Quote from: John MorrowWhy do you think you'd need to merge either Philadelphia or Boston with NYC and/or Washington?
Those cities are quite close to each other, and I guess that if they all start to expand in the typical cberpunk fashion, they'd end up as one big sprawl where individual cities can only be distinguished by signs. (Like it is already the case in large parts of the Rhine-Ruhr area in Germany.)
It would definitively be a friggin' sweet place for a cyberpunk setting, but I'd have to deal with cities I want to avoid, as everything interlocks and interacts.

Quote from: John MorrowYou can get rid of New York City and/or Washington, DC out of your setting easily enough via earthquake, dirty bomb, or bio-terrorism, if that would help.
Ah, that sounds cool... A BosWashPhillyNYCWhatever Sprawl with a radio-active wasteland flagged by the green glowing Liberty Statue where formerly NYC was, and a Washington where mass accelators turned the White House into ruins smashed by space rocks...

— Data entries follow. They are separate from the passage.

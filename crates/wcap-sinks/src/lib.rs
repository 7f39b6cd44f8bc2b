//! Persistence collaborators for finished captures
//!
//! Every sink implements [`wcap_core::CaptureSink`]. Failures come back as
//! `anyhow::Error` wrapping a [`SinkError`], so callers can downcast to tell
//! a duplicate capture slot apart from an I/O problem.

pub mod fanout;
pub mod fs;
#[cfg(feature = "sqlite")]
pub mod sqlite;

pub use fanout::*;
pub use fs::*;
#[cfg(feature = "sqlite")]
pub use sqlite::*;

use chrono::{NaiveDate, NaiveTime};
use thiserror::Error;

#[derive(Debug, Error)]
pub enum SinkError {
    #[error("A capture already exists for {date} {time}")]
    Duplicate { date: NaiveDate, time: NaiveTime },

    #[cfg(feature = "sqlite")]
    #[error("Database error: {0}")]
    Sqlite(#[from] rusqlite::Error),

    #[error("IO error: {0}")]
    Io(#[from] std::io::Error),

    #[error("Storage task failed: {0}")]
    Task(String),

    #[error("No sinks configured")]
    NoSinks,
}

pub type SinkResult<T> = Result<T, SinkError>;

/// `YYYY-MM-DD`, the date key of a capture
pub fn date_key(date: NaiveDate) -> String {
    date.format("%Y-%m-%d").to_string()
}

/// `HH:MM:SS`, the time key of a capture
pub fn time_key(time: NaiveTime) -> String {
    time.format("%H:%M:%S").to_string()
}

I'll definitively think about it. This sounds just freakin' awesome, but I'll need some time to think about plausible inclusion (why isn't the rest of the sprawl affected by the dirty bomb, how does this interlock into world politics etc.)
Reminds me btw of Super Hero League of Hoboken, what is always a plus sign.



Pittsburgh isn't bad, but Miami and Portland fulfill my needs yet better.